For a set with N members, what is the number of set partitions in which each subset is either of size 1 or 2?

Question

I have a set with $N$ members $\{1,2, \dots, N\}$. I would like to know number of set partitions in which each subset is either of size $1$ or $2$, i.e., cardinality of each subset in the partition is maximum $2$. For example with $N=3$, we have the set partitions of maximum size $2$ are $\{1,2,3\}, \{(1,2),3)\}, \{1,(2,3)\}, \{(1,3),2\}$. However I am not interested in $\{(1,2,3)\}$ since it is of length $3$. Kindly tell me number of such set partitions for a set with $N$ members.

Answer 1

This is equal to the number of involutions in the symmetric group $S_n$ (permutations whose square is the identity), via the correspondence that associates to such an involution its set of orbits. The exponential generating function for these numbers $f_n$ is $$ \sum_{n\in\Bbb N}f_n\frac{X^n}{n!}=\exp\left(X+\frac{X^2}2\right) $$ where one may interpret the term $X$ in the argument of $\exp$ as the fact that fixed points are allowed, and the term $\frac{X^2}2$ as the fact that $2$-cycles are allowed. This number is also the number of standard Young tableaux of size$~n$. (This is actually one of the first exercises in Stanley's Enumerative Combinatorics book, IIRC.)

Answer 2

This is OEIS sequence A000085. Here is a table of values. There is a recurrence $p_n=p_{n-1}+(n-1)p_{n-2}$. The exponential generating function is $\exp(x+\frac12x^2)$.

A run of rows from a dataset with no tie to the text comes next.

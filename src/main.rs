//! seven-stations - narrative analysis pipeline and graph diagnostics
//!
//! Usage:
//!   seven-stations analyze script.txt        Run all seven stations
//!   seven-stations diagnose graph.json       Health report for a saved graph
//!   seven-stations config show               Effective configuration
//!   seven-stations --help                    Show all commands

use anyhow::Result;
use clap::Parser;

use seven_stations::cli::output::{DetailLevel, OutputMode};
use seven_stations::cli::{effective_config, execute, Cli};

#[tokio::main]
async fn main() -> Result<()> {
    let cli = Cli::parse();

    // Tracing to stderr so JSON output on stdout stays clean
    tracing_subscriber::fmt()
        .with_writer(std::io::stderr)
        .with_env_filter(
            tracing_subscriber::EnvFilter::from_default_env()
                .add_directive("seven_stations=info".parse()?),
        )
        .init();

    let mode = OutputMode::from_flags(cli.json, cli.md);
    let detail = DetailLevel::from_flags(cli.brief, cli.full);
    let config = effective_config(&cli);

    execute(&cli.command, &config, mode, detail).await
}
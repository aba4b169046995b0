pub mod compliance;
pub mod diagnostics;
pub mod uncertainty;

pub use compliance::{
    ComplianceChecker, ComplianceVerdict, ModelComplianceChecker, Principle, PrincipleViolation,
    RuleBasedComplianceChecker,
};
pub use diagnostics::{CriticalityLevel, DiagnosticsEngine, DiagnosticsReport, Severity};
pub use uncertainty::{
    HeuristicUncertaintyEstimator, SamplingUncertaintyEstimator, UncertaintyContext,
    UncertaintyEstimator, UncertaintyMetrics, UncertaintySource, UncertaintyType,
};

This sequence has come up before, here and here and here and here and here.

More generally, given sets $A\subseteq\{0,1,2,3,\dots\}$ and $B\subseteq\{1,2,3,\dots\},$ if $p_n$ counts the partitions of $\{1,2,\dots,n\}$ subject to the conditions that the number of cells belongs to $A$ and the size of each cell belongs to $B$, then the exponential generating function is $$\sum_{n=0}^\infty\frac{p_nx^n}{n!}=e_A(e_B(x))$$ where $$e_S(x)=\sum_{n\in S}\frac{x^n}{n!}.$$

Answer 3

Explanation of recurrence relation mentioned by @bof.

Denote the number of these partitions by $p_{N}$.

Then $p_{0}=p_{1}=1$. For $n\geq2$ we have the relation:

$$p_{n}=\left(n-1\right)p_{n-2}+p_{n-1}$$

There are $p_{n-1}$ partitions such that $\{1\}$ is one of its elements.

They are induced by the sortlike partitions of $\{2,\dots,n\}$.

For $k=2,\dots,n$ there are $p_{n-2}$ partitions such that $\{1,k\}$ is one of its elements.

They are induced by the sortlike partitions of $\{2,\dots,k-1,k+1,\dots n\}$.